Bind vs volume: which when?

Use case Pick
Live-editing source code during development Bind mount
Database data (Postgres, Redis, etc.) Named volume
Sharing files between containers Named volume
Loading a single config file at runtime Bind mount (read-only)
App state that must survive container removal Named volume
Backing up data Easier with named volume

tmpfs: in-memory

For sensitive data that should never hit disk (one-time secrets, temp files you don't want persisted):

docker run --rm --tmpfs /tmp:size=64M alpine sh -c "echo data > /tmp/x && ls -la /tmp"

/tmp is now an in-memory filesystem. Survives nothing - vanishes when the container exits.

Mounting a single file

docker run --rm -v $(pwd)/myconfig.yaml:/etc/app/config.yaml:ro myapp

Mounts just one file (not a directory). Common for injecting config.

Backups

Backup a named volume by running a temporary container that tars it up:

docker run --rm \
  -v mydata:/source:ro \
  -v $(pwd):/backup \
  alpine tar -czf /backup/mydata-$(date +%Y%m%d).tar.gz -C /source .

Reads the volume mounted read-only at /source; writes a tarball to your current directory via the bind mount at /backup.

Restore:

docker run --rm \
  -v mydata:/target \
  -v $(pwd):/backup \
  alpine tar -xzf /backup/mydata-20260517.tar.gz -C /target

(Backup strategy: this is the manual-and-simple form. Production uses dedicated backup tools.)

Common gotchas

  • Permissions / ownership. If your host user is UID 1000 and the container's app user is also UID 1000, file ownership lines up. If they differ, you get "permission denied" inside the container or strange ownership on host files. Match UIDs with --user, or chown in the Dockerfile.

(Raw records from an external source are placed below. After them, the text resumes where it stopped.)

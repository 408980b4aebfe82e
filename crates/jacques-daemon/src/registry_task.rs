//! The single-writer registry task (spec §5): every mutation of the
//! Session Registry, Cleanup Service, pending-bypass map, and Notification
//! Engine is serialised onto this task via an `mpsc` channel, so registry
//! state transitions stay linearisable no matter how many workers (WS
//! producers, the process monitor, the cleanup sweep, HTTP handlers) feed
//! it concurrently. Broadcasts to consumers are issued from here, after
//! the mutation that produced them has committed.
//!
//! Liveness/bypass checks (`libc::kill(pid, 0)`, a `/proc` cmdline read)
//! are plain syscalls, not the suspension points spec §5 calls out —
//! process *enumeration* (the `sysinfo` refresh) is the expensive part,
//! so that alone is done by the monitor task before it sends
//! [`Command::RunMonitorPass`] in here.

use tokio::sync::{broadcast, mpsc, oneshot};

use jacques_core::error::Result;
use jacques_core::notify::NotificationEngine;
use jacques_core::process::ClaudeProcess;
use jacques_core::session::{self, CleanupService, PendingBypassMap, SessionRegistry, UpsertOutcome};
use jacques_protocol::hook_event::ToolPhase;
use jacques_protocol::{
    AutoCompactDescriptor, ContextMetrics, NotificationItem, NotificationSettings, Session,
    SessionState, WsServerMessage,
};

const BROADCAST_CAPACITY: usize = 256;
const COMMAND_CHANNEL_CAPACITY: usize = 1024;

#[derive(Debug, Clone, Default)]
pub struct MonitorOutcome {
    pub retired_dead: Vec<String>,
    pub retired_trashed: Vec<String>,
    pub retired_idle: Vec<String>,
    pub enriched: Vec<(String, u32)>,
    pub enrichment_retired: Vec<String>,
    pub promoted_bypass: Vec<String>,
}

pub enum Command {
    Upsert {
        session: Session,
        now_ms: i64,
        reply: oneshot::Sender<Result<UpsertOutcome>>,
    },
    ApplyContextUpdate {
        session_id: String,
        context: ContextMetrics,
        auto_compact: Option<AutoCompactDescriptor>,
        now_ms: i64,
        reply: oneshot::Sender<Result<Vec<NotificationItem>>>,
    },
    ApplyToolEvent {
        session_id: String,
        phase: ToolPhase,
        tool_name: Option<String>,
        now_ms: i64,
        reply: oneshot::Sender<Result<SessionState>>,
    },
    End {
        session_id: String,
        now_ms: i64,
        reply: oneshot::Sender<Result<Session>>,
    },
    IdleSweep {
        now_ms: i64,
        idle_threshold_ms: i64,
        reply: oneshot::Sender<Vec<String>>,
    },
    List {
        reply: oneshot::Sender<Vec<Session>>,
    },
    Get {
        session_id: String,
        reply: oneshot::Sender<Option<Session>>,
    },
    SetFocused {
        session_id: Option<String>,
        reply: oneshot::Sender<()>,
    },
    GetFocused {
        reply: oneshot::Sender<Option<String>>,
    },
    RunMonitorPass {
        running: Vec<ClaudeProcess>,
        now_ms: i64,
        idle_timeout_ms: i64,
        reply: oneshot::Sender<MonitorOutcome>,
    },
    EvictExpiredTombstones {
        now_ms: i64,
    },
    MarkPendingBypass {
        cwd: String,
        now_ms: i64,
    },
    TakePendingBypass {
        cwd: String,
        now_ms: i64,
        reply: oneshot::Sender<bool>,
    },
    GetNotificationSettings {
        reply: oneshot::Sender<NotificationSettings>,
    },
    UpdateNotificationSettings {
        settings: NotificationSettings,
    },
    NotificationHistory {
        reply: oneshot::Sender<Vec<NotificationItem>>,
    },
    OnOperationComplete {
        session_id: String,
        token_count: u64,
        now_ms: i64,
    },
    OnHandoffReady {
        session_id: String,
        now_ms: i64,
    },
    OnPlanDetected {
        session_id: String,
        title: String,
        now_ms: i64,
    },
    OnAutoCompact {
        session_id: String,
        now_ms: i64,
    },
    RecordToolError {
        session_id: String,
        now_ms: i64,
    },
}

/// A cheap, cloneable front door onto the registry task. Every method
/// sends a command and awaits the paired reply; none of them touch the
/// registry directly.
#[derive(Clone)]
pub struct RegistryHandle {
    commands: mpsc::Sender<Command>,
    events: broadcast::Sender<WsServerMessage>,
}
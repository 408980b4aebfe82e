//! jacques daemon entrypoint: wires up the Session Registry task, the WS
//! Hub, the HTTP/SSE Gateway, and the background Process Monitor and
//! Cleanup Service loops described in spec §4-§6.

mod http_gateway;
mod registry_task;
mod ws_hub;

use std::net::SocketAddr;
use std::time::Duration;

use jacques_core::config;
use jacques_core::session::{IDLE_TIMEOUT_MS, PROCESS_VERIFY_INTERVAL_MS};
use jacques_protocol::{HTTP_GATEWAY_PORT, WS_HUB_PORT};

/// How often the Cleanup Service sweeps expired tombstones and idle
/// sessions. Not named explicitly by the spec's timing table; chosen to sit
/// well under the 30 s tombstone TTL so an eviction never lags the TTL it's
/// enforcing by more than this interval.
const CLEANUP_INTERVAL: Duration = Duration::from_secs(15);

#[tokio::main]
async fn main() {
    tracing_subscriber::fmt()
        .with_env_filter(tracing_subscriber::EnvFilter::from_default_env())
        .init();

    if let Some(home) = config::jacques_home() {
        jacques_core::backoff::apply_startup_backoff(&home.join("daemon-backoff.json")).await;
    }

    let config = config::load_config();
    let registry = registry_task::spawn(config.notifications.clone());

    let ws_addr = SocketAddr::from(([127, 0, 0, 1], WS_HUB_PORT));
    let http_addr = SocketAddr::from(([127, 0, 0, 1], HTTP_GATEWAY_PORT));

    let ws_registry = registry.clone();
    let ws_task = tokio::spawn(async move {
        if let Err(err) = ws_hub::serve(ws_registry, ws_addr).await {
            tracing::error!(error = %err, "WS Hub exited");
        }
    });

    let http_state = http_gateway::AppState::new(registry.clone());
    let http_task = tokio::spawn(async move {
        if let Err(err) = http_gateway::serve(http_state, http_addr).await {
            tracing::error!(error = %err, "HTTP Gateway exited");
        }
    });

    let monitor_registry = registry.clone();
    tokio::spawn(async move {
        process_monitor_loop(monitor_registry).await;
    });

    let cleanup_registry = registry;
    tokio::spawn(async move {
        cleanup_loop(cleanup_registry).await;
    });

    let _ = tokio::join!(ws_task, http_task);
}

/// Process Monitor (spec §4.5): every [`PROCESS_VERIFY_INTERVAL_MS`],
/// snapshots the live process table and hands it to the registry task as a
/// single atomic pass, then fans the resulting deltas out as log lines.
async fn process_monitor_loop(registry: registry_task::RegistryHandle) {
    let mut interval = tokio::time::interval(Duration::from_millis(PROCESS_VERIFY_INTERVAL_MS));
    loop {
        interval.tick().await;

        let running = tokio::task::spawn_blocking(jacques_core::process::get_claude_processes)
            .await
            .unwrap_or_default();
        let now_ms = chrono::Utc::now().timestamp_millis();

        let outcome = registry.run_monitor_pass(running, now_ms, IDLE_TIMEOUT_MS).await;
        if !outcome.retired_dead.is_empty()
            || !outcome.retired_trashed.is_empty()
            || !outcome.retired_idle.is_empty()
            || !outcome.enriched.is_empty()
            || !outcome.promoted_bypass.is_empty()
        {
            tracing::info!(
                retired_dead = outcome.retired_dead.len(),
                retired_trashed = outcome.retired_trashed.len(),
                retired_idle = outcome.retired_idle.len(),
                enriched = outcome.enriched.len(),
                promoted_bypass = outcome.promoted_bypass.len(),
                "process monitor pass"
            );
        }
    }
}

/// Cleanup Service sweep (spec §4.6): evicts expired end-of-session
/// tombstones so a session id can be re-registered again.
async fn cleanup_loop(registry: registry_task::RegistryHandle) {
    let mut interval = tokio::time::interval(CLEANUP_INTERVAL);
    loop {
        interval.tick().await;
        let now_ms = chrono::Utc::now().timestamp_millis();
        registry.evict_expired_tombstones(now_ms).await;
    }
}
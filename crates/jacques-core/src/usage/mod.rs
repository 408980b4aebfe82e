//! Usage Limits Client (spec §4.12): reads an OAuth token, queries the
//! upstream usage endpoint, and memoizes the result for 30 s. Every failure
//! mode collapses to `None` — this is a best-effort status ping, never a
//! dependency the rest of the daemon blocks on.

use std::time::Duration;

use fs_err as fs;
use serde::Deserialize;
use tracing::debug;

const MEMO_TTL_MS: i64 = 30_000;
const UPSTREAM_TIMEOUT: Duration = Duration::from_secs(10);
const UPSTREAM_URL: &str = "https://api.anthropic.com/api/oauth/usage";
const TOKEN_ENV_VAR: &str = "CLAUDE_CODE_OAUTH_TOKEN";

#[derive(Debug, Clone, Deserialize)]
pub struct UsageSnapshot {
    pub five_hour_limit_percent: Option<f64>,
    pub seven_day_limit_percent: Option<f64>,
    pub resets_at: Option<String>,
}

fn credentials_file_path() -> Option<std::path::PathBuf> {
    dirs::home_dir().map(|home| home.join(".claude").join(".credentials.json"))
}

#[derive(Debug, Deserialize)]
struct CredentialsFile {
    #[serde(rename = "oauthToken")]
    oauth_token: Option<String>,
}

fn read_token_from_credentials_file() -> Option<String> {
    let path = credentials_file_path()?;
    let content = fs::read_to_string(path).ok()?;
    let parsed: CredentialsFile = serde_json::from_str(&content).ok()?;
    parsed.oauth_token.filter(|t| !t.is_empty())
}

#[cfg(target_os = "macos")]
fn read_token_from_keychain() -> Option<String> {
    use std::process::Command;
    let output = Command::new("security")
        .args(["find-generic-password", "-s", "Claude Code", "-w"])
        .output()
        .ok()?;
    if !output.status.success() {
        return None;
    }
    let token = String::from_utf8_lossy(&output.stdout).trim().to_string();
    if token.is_empty() {
        None
    } else {
        Some(token)
    }
}

#[cfg(not(target_os = "macos"))]
fn read_token_from_keychain() -> Option<String> {
    None
}

fn read_token_from_env() -> Option<String> {
    std::env::var(TOKEN_ENV_VAR).ok().filter(|t| !t.is_empty())
}

/// Resolves an OAuth token in priority order: credentials file, platform
/// keychain, environment variable.
pub fn resolve_oauth_token() -> Option<String> {
    read_token_from_credentials_file()
        .or_else(read_token_from_keychain)
        .or_else(read_token_from_env)
}

pub struct UsageClient {
    client: reqwest::Client,
    cached: Option<(i64, Option<UsageSnapshot>)>,
}

impl UsageClient {
    pub fn new() -> Self {
        let client = reqwest::Client::builder()
            .timeout(UPSTREAM_TIMEOUT)
            .build()
            .unwrap_or_default();
        Self { client, cached: None }
    }

    /// Returns the memoized snapshot if still within TTL, otherwise queries
    /// upstream. Never returns an `Err` — any failure collapses to `None`.
    pub async fn get_usage(&mut self, now_ms: i64) -> Option<UsageSnapshot> {
        if let Some((fetched_at, snapshot)) = &self.cached {
            if now_ms - fetched_at < MEMO_TTL_MS {
                return snapshot.clone();
            }
        }

        let snapshot = self.fetch(now_ms).await;
        self.cached = Some((now_ms, snapshot.clone()));
        snapshot
    }

    async fn fetch(&self, _now_ms: i64) -> Option<UsageSnapshot> {
        let token = resolve_oauth_token()?;

        let response = self
            .client
            .get(UPSTREAM_URL)
            .bearer_auth(token)
            .send()
            .await
            .map_err(|err| debug!(error = %err, "usage limits request failed"))
            .ok()?;

        if !response.status().is_success() {
            debug!(status = %response.status(), "usage limits request returned non-success");
            return None;
        }

        response.json::<UsageSnapshot>().await.ok()
    }
}

impl Default for UsageClient {
    fn default() -> Self {
        Self::new()
    }
}

#[cfg(test)]
mod tests {
    use super::*;

    #[test]
    fn env_token_is_used_when_no_credentials_file_exists() {
        std::env::set_var(TOKEN_ENV_VAR, "test-token-value");
        let token = read_token_from_env();
        assert_eq!(token.as_deref(), Some("test-token-value"));
        std::env::remove_var(TOKEN_ENV_VAR);
    }

    #[test]
    fn empty_env_token_is_treated_as_absent() {
        std::env::set_var(TOKEN_ENV_VAR, "");
        assert!(read_token_from_env().is_none());
        std::env::remove_var(TOKEN_ENV_VAR);
    }
}
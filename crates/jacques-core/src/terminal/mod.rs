//! Terminal introspection and orchestration (spec §4.11).

pub mod key;
pub mod orchestrator;
pub mod tmux;

pub use key::TerminalKey;
pub use orchestrator::{
    focus_terminal, launch_terminal_session, maximize_window, tile_windows, LaunchOptions,
    LaunchResult, TileLayout, WindowOpResult,
};
pub use tmux::{locate_by_cwd, CommandTmuxAdapter, TmuxAdapter, TmuxSnapshot};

  • Hidden files in the container. If you bind-mount a host directory into a container path that already has files, the container's files become hidden (the mount overlays). On the host, you see your files. In the container, you see your files (not the originals). Removing the mount restores the originals.

  • $(pwd) only works in POSIX shells. On Windows PowerShell, use ${PWD}. In CMD, use %cd%.

Exercise

  1. Bind-mount development: create app.py with a small script. Run:

    docker run --rm -v $(pwd):/app -w /app python:3.12-slim python app.py
    
    Edit app.py on host; re-run. The container sees the change.

  2. Named volume for Postgres:

    docker run -d --name pg \
      -e POSTGRES_PASSWORD=secret \
      -v pgdata:/var/lib/postgresql/data \
      postgres:16
    docker exec -it pg psql -U postgres -c "CREATE TABLE notes (text TEXT);"
    docker exec -it pg psql -U postgres -c "INSERT INTO notes VALUES ('hello');"
    docker stop pg && docker rm pg
    # Recreate with same volume:
    docker run -d --name pg -e POSTGRES_PASSWORD=secret -v pgdata:/var/lib/postgresql/data postgres:16
    docker exec -it pg psql -U postgres -c "SELECT * FROM notes;"
    # 'hello' is still there.
    docker stop pg && docker rm pg
    docker volume rm pgdata
    

  3. Read-only config:

    echo "name: alice" > config.yaml
    docker run --rm -v $(pwd)/config.yaml:/etc/app/config.yaml:ro alpine cat /etc/app/config.yaml
    

What you might wonder

"What's the actual difference between -v and --mount?" -v is older, terser, less explicit. --mount is newer, key=value syntax, more explicit. Both work. Read both forms in real code.

"Where does my named volume live physically?" On Linux: /var/lib/docker/volumes/<name>/_data/. On macOS/Windows: inside Docker Desktop's VM (you don't see them directly).

"Can two containers share a volume?" Yes - just mount the same named volume in both. Useful for "writer container produces data, reader container consumes."

"Bind mount or named volume on macOS / Windows?" Bind mounts on macOS/Windows are slower than on Linux (the file system has to translate across the VM boundary). Performance-sensitive workloads (Postgres, Rails dev, etc.) should prefer named volumes when possible.

Done

  • Mount host directories into containers (bind mounts).
  • Use named volumes for persistent data.
  • Use tmpfs for in-memory storage.
  • Mount single files for config injection.
  • Back up and restore named volumes.
  • Pick the right mechanism for each use case.